The first is pretty obvious - FDR was crippled. He had no use of his legs for half of his adult life but before the affliction, he grew up in New York, close to the ocean, and before he became President, served as Secretary of the Navy. He knew well the feel of being on the water - not just a lake or river, but a watery expanse of biblical porportions, with no end in sight from any angle. No landmarks, no obvious road ahead, and no guideposts. Just water in every direction. That boundless view, along with his natural optimism, kept him from focusing on a world collapsing in on itself because of physical disability. Rather than looking inward and seeing his world shrink, he looked out and saw it without restriction. He saw is spreading out on all sides before him, split by the prow of a great ocean liner, steaming ahead into a future he not only welcomed, but helped engineer. 

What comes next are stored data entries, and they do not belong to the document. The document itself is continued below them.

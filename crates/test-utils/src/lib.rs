pub mod fake_spawner;
pub mod fake_timer;
pub mod log_capture;

use std::sync::{Arc, Mutex, Once};
use std::time::Duration;

use scriptvisor::engine::ProcessController;
use scriptvisor::exec::{Spawner, Timer};
use scriptvisor::types::ExitInfo;
use tracing_subscriber::{EnvFilter, fmt};

pub use fake_spawner::{FakeProcess, FakeSpawner, RecordedSpawn};
pub use fake_timer::FakeTimer;
pub use log_capture::LogCapture;

static INIT: Once = Once::new();

/// Initialise tracing for tests.
///
/// - Uses `with_test_writer()`, so logs are captured per-test.
/// - The Rust test harness only prints captured output for **failing** tests
///   (unless you run with `-- --nocapture`).
///
/// Enable levels with e.g.:
/// `RUST_LOG=debug cargo test`
pub fn init_tracing() {
    INIT.call_once(|| {
        let filter =
            EnvFilter::try_from_default_env().unwrap_or_else(|_| EnvFilter::new("info"));

        fmt()
            .with_env_filter(filter)
            .with_test_writer() // print only for failing tests unless --nocapture
            .with_target(true)
            .init();
    });
}

/// Run a future with a 5-second timeout.
pub async fn with_timeout<F, T>(f: F) -> T
where
    F: std::future::Future<Output = T>,
{
    tokio::time::timeout(Duration::from_secs(5), f)
        .await
        .expect("Test timed out after 5 seconds")
}

/// Apply controller events until `done` holds, failing after 5 seconds.
pub async fn pump_until<S, T, F>(controller: &mut ProcessController<S, T>, mut done: F)
where
    S: Spawner,
    T: Timer,
    F: FnMut(&ProcessController<S, T>) -> bool,
{
    with_timeout(async move {
        while !done(&*controller) {
            controller.turn().await;
        }
    })
    .await;
}

/// Collects everything a controller reports to its observers.
#[derive(Debug, Clone, Default)]
pub struct Recorder {
    stdout: Arc<Mutex<Vec<String>>>,
    stderr: Arc<Mutex<Vec<String>>>,
    exits: Arc<Mutex<Vec<ExitInfo>>>,
}

impl Recorder {
    pub fn new() -> Self {
        Self::default()
    }

    /// Install line and exit observers on `controller` that record into `self`.
    pub fn attach<S: Spawner, T: Timer>(&self, controller: &mut ProcessController<S, T>) {
        let stdout = Arc::clone(&self.stdout);
        controller.on_stdout_line(move |line| stdout.lock().unwrap().push(line.to_string()));

        let stderr = Arc::clone(&self.stderr);
        controller.on_stderr_line(move |line| stderr.lock().unwrap().push(line.to_string()));

        let exits = Arc::clone(&self.exits);
        controller.on_exit(move |info| exits.lock().unwrap().push(info));
    }

    pub fn stdout(&self) -> Vec<String> {
        self.stdout.lock().unwrap().clone()
    }

    pub fn stderr(&self) -> Vec<String> {
        self.stderr.lock().unwrap().clone()
    }

    pub fn exits(&self) -> Vec<ExitInfo> {
        self.exits.lock().unwrap().clone()
    }

    pub fn exit_count(&self) -> usize {
        self.exits.lock().unwrap().len()
    }
}
// src/exec/timer.rs

//! Fire-once delayed events.

use std::time::Duration;

use tokio::time::sleep;
use tracing::debug;

use crate::engine::{ControllerEvent, EventSender};

/// Schedules a single event to be posted after a delay.
///
/// There is no cancellation: handlers must tolerate the event arriving after
/// it stopped being relevant.
pub trait Timer: Send {
    fn schedule(&mut self, delay: Duration, event: ControllerEvent, events: EventSender);
}

/// Timer backed by `tokio::time::sleep` in a detached task.
#[derive(Debug, Clone, Default)]
pub struct TokioTimer;

impl TokioTimer {
    pub fn new() -> Self {
        Self
    }
}

impl Timer for TokioTimer {
    fn schedule(&mut self, delay: Duration, event: ControllerEvent, events: EventSender) {
        tokio::spawn(async move {
            sleep(delay).await;
            if events.send(event).is_err() {
                debug!("controller gone before timer fired");
            }
        });
    }
}
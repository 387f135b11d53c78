// src/engine/controller.rs

//! Per-script process controller.
//!
//! A [`ProcessController`] owns exactly one script's lifecycle: its state,
//! its process handle and its two output pipes. `start()` and `stop()` return
//! immediately; everything that happens afterwards (output, exit, the
//! termination check) arrives as a [`ControllerEvent`] and is applied by
//! [`ProcessController::dispatch`], the only place besides `start`/`stop`
//! that mutates the controller.
//!
//! The controller is meant to be driven from a single task. Nothing in it
//! is shared, so no locking is needed.

use std::path::{Path, PathBuf};
use std::sync::Arc;

use tokio::sync::mpsc;
use tracing::{debug, error, info, info_span, warn};

use crate::engine::verifier::{VerifyOutcome, verify_termination};
use crate::engine::{ControllerEvent, ControllerOptions, EventReceiver, EventSender, Notifier};
use crate::errors::{Result, ScriptvisorError};
use crate::exec::{
    LineSplitter, OutputPipe, ProcessRef, SpawnRequest, Spawner, Timer, TokioSpawner, TokioTimer,
};
use crate::fs::{FileSystem, RealFileSystem};
use crate::types::{ExitInfo, ProcessSignal, ProcessState, RunId, StreamKind};

pub struct ProcessController<S: Spawner = TokioSpawner, T: Timer = TokioTimer> {
    path: PathBuf,
    options: ControllerOptions,
    state: ProcessState,
    run: RunId,

    process: Option<Box<dyn ProcessRef>>,
    /// Snapshot taken at spawn; kept after `process` is cleared.
    pid: Option<u32>,

    stdout: Option<OutputPipe>,
    stderr: Option<OutputPipe>,
    stdout_lines: LineSplitter,
    stderr_lines: LineSplitter,

    /// Exit reported by the OS, waiting for the pipes to drain.
    pending_exit: Option<ExitInfo>,
    exit_seen: bool,
    exit_notified: bool,
    verify_outcome: Option<VerifyOutcome>,

    notifier: Notifier,
    spawner: S,
    timer: T,
    fs: Arc<dyn FileSystem>,

    events_tx: EventSender,
    events_rx: EventReceiver,
}

impl<S: Spawner, T: Timer> std::fmt::Debug for ProcessController<S, T> {
    fn fmt(&self, f: &mut std::fmt::Formatter<'_>) -> std::fmt::Result {
        f.debug_struct("ProcessController")
            .field("path", &self.path)
            .field("state", &self.state)
            .field("run", &self.run)
            .field("pid", &self.pid)
            .field("notifier", &self.notifier)
            .finish_non_exhaustive()
    }
}

impl ProcessController {
    /// Controller for `path` backed by real processes, timers and files.
    pub fn new(path: impl Into<PathBuf>, options: ControllerOptions) -> Self {
        Self::with_backends(
            path,
            options,
            TokioSpawner::new(),
            TokioTimer::new(),
            Arc::new(RealFileSystem),
        )
    }
}
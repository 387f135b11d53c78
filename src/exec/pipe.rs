// src/exec/pipe.rs

//! Unidirectional output pipe between a script process and its controller.
//!
//! An [`OutputPipe`] is allocated empty by the controller, bound to a byte
//! source by the spawner, and then read asynchronously: a background Tokio
//! task forwards every chunk as a [`ControllerEvent::Output`] and finishes
//! with a [`ControllerEvent::StreamClosed`].

use std::fmt;

use tokio::io::{AsyncRead, AsyncReadExt};
use tokio::task::JoinHandle;
use tracing::{debug, warn};

use crate::engine::{ControllerEvent, EventSender};
use crate::types::{RunId, StreamKind};

const READ_CHUNK_SIZE: usize = 4096;

/// Any async byte source a pipe can be bound to (child stdout/stderr,
/// in-memory duplex streams in tests).
pub type PipeSource = Box<dyn AsyncRead + Send + Unpin>;

pub struct OutputPipe {
    kind: StreamKind,
    source: Option<PipeSource>,
    reader: Option<JoinHandle<()>>,
    closing: bool,
}

impl fmt::Debug for OutputPipe {
    fn fmt(&self, f: &mut fmt::Formatter<'_>) -> fmt::Result {
        f.debug_struct("OutputPipe")
            .field("kind", &self.kind)
            .field("bound", &self.source.is_some())
            .field("reading", &self.reader.is_some())
            .field("closing", &self.closing)
            .finish()
    }
}

impl OutputPipe {
    /// Allocate an unbound pipe for the given stream.
    pub fn new(kind: StreamKind) -> Self {
        Self {
            kind,
            source: None,
            reader: None,
            closing: false,
        }
    }

    pub fn kind(&self) -> StreamKind {
        self.kind
    }

    /// Bind the pipe to the byte source produced by the spawned process.
    pub fn attach(&mut self, source: PipeSource) {
        self.source = Some(source);
    }

    pub fn is_bound(&self) -> bool {
        self.source.is_some() || self.reader.is_some()
    }

    /// Begin asynchronous reads. Every chunk is posted to `events` tagged
    /// with `run`. Returns false if the pipe has no source or is closing.
    pub fn read_start(&mut self, run: RunId, events: EventSender) -> bool {
        if self.closing {
            return false;
        }
        let Some(mut source) = self.source.take() else {
            return false;
        };

        let stream = self.kind;
        self.reader = Some(tokio::spawn(async move {
            let mut buf = vec![0u8; READ_CHUNK_SIZE];
            loop {
                match source.read(&mut buf).await {
                    Ok(0) => break,
                    Ok(n) => {
                        let event = ControllerEvent::Output {
                            run,
                            stream,
                            chunk: buf[..n].to_vec(),
                        };
                        if events.send(event).is_err() {
                            debug!(%stream, run, "controller gone; pipe reader exiting");
                            return;
                        }
                    }
                    Err(err) => {
                        warn!(%stream, run, error = %err, "error reading from pipe");
                        break;
                    }
                }
            }
            let _ = events.send(ControllerEvent::StreamClosed { run, stream });
        }));

        true
    }

    /// Stop reading. Chunks not yet forwarded are dropped.
    pub fn read_stop(&mut self) {
        if let Some(reader) = self.reader.take() {
            reader.abort();
        }
    }

    /// Stop reading and release the underlying source.
    pub fn close(&mut self) {
        self.read_stop();
        self.source = None;
        self.closing = true;
    }

    pub fn is_closing(&self) -> bool {
        self.closing
    }
}

impl Drop for OutputPipe {
    fn drop(&mut self) {
        self.read_stop();
    }
}

#[cfg(test)]
mod tests {
    use super::*;
    use tokio::sync::mpsc;

    #[tokio::test]
    async fn forwards_chunks_then_close() {
        let (tx, mut rx) = mpsc::unbounded_channel();
        let mut pipe = OutputPipe::new(StreamKind::Stdout);
        pipe.attach(Box::new(std::io::Cursor::new(b"hello\n".to_vec())));

        assert!(pipe.read_start(7, tx));

        let first = rx.recv().await.unwrap();
        assert_eq!(
            first,
            ControllerEvent::Output {
                run: 7,
                stream: StreamKind::Stdout,
                chunk: b"hello\n".to_vec(),
            }
        );
        let second = rx.recv().await.unwrap();
        assert_eq!(
            second,
            ControllerEvent::StreamClosed {
                run: 7,
                stream: StreamKind::Stdout,
            }
        );
    }

    #[tokio::test]
    async fn closed_pipe_cannot_start() {
        let (tx, _rx) = mpsc::unbounded_channel();
        let mut pipe = OutputPipe::new(StreamKind::Stderr);
        pipe.attach(Box::new(std::io::Cursor::new(Vec::new())));
        pipe.close();

        assert!(pipe.is_closing());
        assert!(!pipe.is_bound());
        assert!(!pipe.read_start(1, tx));
    }

    #[tokio::test]
    async fn unbound_pipe_cannot_start() {
        let (tx, _rx) = mpsc::unbounded_channel();
        let mut pipe = OutputPipe::new(StreamKind::Stdout);
        assert!(!pipe.read_start(1, tx));
        assert!(!pipe.is_closing());
    }
}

The second is seeing, if only in retrospect, that FDR's disability could have been the single qualification that made him most uniquely able to guide a floundering country through the 30's and 40's. As a nation, we were faced with a brokenness we'd not known since the Civil War and had no idea what to do next. FDR did, every time he remembered his useless legs. He knew what it took to go on when the future looked hopeless. He knew that handicap and death were not the same thing. He knew that, even the boundless ocean has a shore somewhere, and had already developed the grit needed to hold firm in search of it.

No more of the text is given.